И улыбается во все свои страшненькие зубки, И спрашивает:
— Мне что, опять с головой в дырку лезть? Ты мне советуй, подсказывай, а то ведь я с ЭТИМ впервые сталкиваюсь.
Я вспомнил дыру в полу клетки, поглядел на ее клыкастую мордашку и на всякий случай говорю:
— Да, знаешь, пока лучше, как и в прошлый раз — передними лапами и мордой туда, а все остальное пусть будет снаружи.
— Нет вопросов, любимый, — с готовностью отвечает Лисица и тут же на полтуловища сигает в свою нору.
Я как увидел снова ее задранную вверх попку, расставленные, дрожащие от нетерпения рыжие задние лапы, ее роскошный хвост — уже отведенный в сторону, так в меня, откуда ни возьмись, стало вливаться такое неукротимое желание, что я в одно мгновение взлетел на эти оставшиеся снаружи пол-Лисицы и...
И, как частенько кого-то цитировал Шура Плоткин, — «процесс пошел»!..
Ну, потом, сами понимаете, разные там облизывания, взвизгивания, мурлыканья.
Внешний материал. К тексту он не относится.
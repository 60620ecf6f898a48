//! CLI command implementations

pub mod excerpts;
pub mod install;
pub mod installations;
pub mod plan;
pub mod uninstall;

use anyhow::{anyhow, bail, Context, Result};
use camino::{Utf8Path, Utf8PathBuf};
use lodestone_catalogs::{catalog_registry, checker_registry, InMemoryPlatform};
use lodestone_core::types::{ContentPack, ModelId, ValueReference};
use lodestone_core::LodestoneConfig;
use lodestone_engine::store::{FileContentPackStore, FileInstallationStore};
use lodestone_engine::{ContentPackService, ContentPackStore};
use std::collections::BTreeMap;
use std::sync::Arc;
use tracing::debug;

use crate::cli::PackArgs;

/// Service and platform state for one CLI run
pub struct Workspace {
    pub service: ContentPackService,
    platform: Arc<InMemoryPlatform>,
    platform_path: Utf8PathBuf,
}

impl Workspace {
    pub fn open(config_path: Option<&Utf8Path>) -> Result<Self> {
        let config = LodestoneConfig::load(config_path)?;
        debug!("Using data directory {}", config.data_dir);

        let platform_path = config.platform_state_path();
        let platform = Arc::new(InMemoryPlatform::load_from(&platform_path)?);

        let service = ContentPackService::new(
            catalog_registry(platform.clone()),
            checker_registry(&config)?,
            Arc::new(FileContentPackStore::new(config.content_packs_dir())),
            Arc::new(FileInstallationStore::new(config.installations_path())),
        );

        Ok(Self {
            service,
            platform,
            platform_path,
        })
    }

    /// Write platform state back so later runs see this run's changes
    pub fn persist(&self) -> Result<()> {
        self.platform.save_to(&self.platform_path)
    }

    /// Load a pack from a file or the pack store
    ///
    /// Packs read from a file are also added to the store, so a later
    /// uninstall can recompute their dependency order.
    pub async fn resolve_pack(&self, args: &PackArgs) -> Result<ContentPack> {
        let path = Utf8Path::new(&args.pack);
        let store = self.service.content_packs();

        if path.is_file() {
            let pack = ContentPack::load(path)?;
            store
                .save(&pack)
                .await
                .context("Failed to store content pack")?;
            return Ok(pack);
        }

        let id = ModelId::from(args.pack.as_str());
        match args.revision {
            Some(revision) => store
                .load(&id, revision)
                .await?
                .ok_or_else(|| anyhow!("Content pack {} revision {} not found", id, revision)),
            None => latest_revision(store.as_ref(), &id).await?.ok_or_else(|| {
                anyhow!("Content pack '{}' is neither a file nor a stored pack", args.pack)
            }),
        }
    }
}

async fn latest_revision(
    store: &dyn ContentPackStore,
    id: &ModelId,
) -> Result<Option<ContentPack>> {
    Ok(store
        .list()
        .await?
        .into_iter()
        .filter(|p| p.id() == id)
        .max_by_key(ContentPack::revision))
}

/// Parse `NAME=VALUE` bindings against the pack's declared types
///
/// Undeclared names are kept as strings; validation drops them later.
pub fn parse_params(
    raw: &[String],
    pack: &ContentPack,
) -> Result<BTreeMap<String, ValueReference>> {
    let declared = match pack {
        ContentPack::V1(v1) => &v1.parameters,
        other => bail!("Unsupported content pack version: {}", other.version()),
    };

    let mut bindings = BTreeMap::new();
    for entry in raw {
        let (name, value) = entry
            .split_once('=')
            .ok_or_else(|| anyhow!("Invalid parameter '{}', expected NAME=VALUE", entry))?;
        let name = name.trim();
        if name.is_empty() {
            bail!("Invalid parameter '{}', name is empty", entry);
        }

        let value = match declared.iter().find(|p| p.name() == name) {
            Some(parameter) => ValueReference::parse(parameter.value_type(), value)
                .with_context(|| format!("Invalid value for parameter {}", name))?,
            None => ValueReference::of(value),
        };
        bindings.insert(name.to_string(), value);
    }
    Ok(bindings)
}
Всякие там шутливые покусывания, от которых у меня, честно говоря, кровь стыла в жилах. Заверения в вечной любви, клятвы...
А под утро, после ее бессчетного ныряния мордой в нору, — совершенно конкретное предложение, поразившее меня своей прямотой: она, Лисица, прорывает эту нору под оградой насквозь к дороге, и мы уходим с ней вдвоем в лес и начинаем жить там вместе в счастье и дикости.
И где бы мы потом ни поселились, она, Лисица, помимо подземного дома со множеством помещений и несколькими выходами на свет Божий, обязательно выроет рядом еще и вот такую короткую, всего на пол—Лисьей длины, «слепую» нору — раз уж я только ТАК хочу ЭТО с ней ДЕЛАТЬ. И это у нас будет называться «Тупик любви»...
Но вот тут я был вынужден мягко и решительно отказаться от столь заманчивого предложения.
— Почему? — искренне удивилась Лисица. — А мне мама когда-то говорила, что из всех домашних животных Коты — самые независимые и вольнолюбивые ребята!
— Так-то оно так, — согласился я. — Но на мне лежит ответственность за жизнь двух очень хороших Людей, которым я просто обязан помочь! А для этого мне нужно как можно быстрее постараться попасть в Россию. В Петербург...
— А что это такое? — простодушно спросила Лисица. И я, зацикленный совковостью мудак, позабыв о всякой ироничности, которую мы обычно напяливаем на себя, когда речь заходит о чем-то серьезном и возвышенном, сам стесняясь своего ответа, но не находящий никаких других слов, сказал Лисице:
— Родина...
А потом, устыдившись облезлой помпезности этого затертого и исшарканного слова, добавил:
— Место, где я родился и вырос. Моя бедная и несчастная родина, которую я очень люблю.
Отоспаться после этой фантастической ночи мне так и не удалось. Уже часам к девяти я был разбужен криками, шумом автомобильного мотора, проклятиями и двумя незнакомыми мне голосами.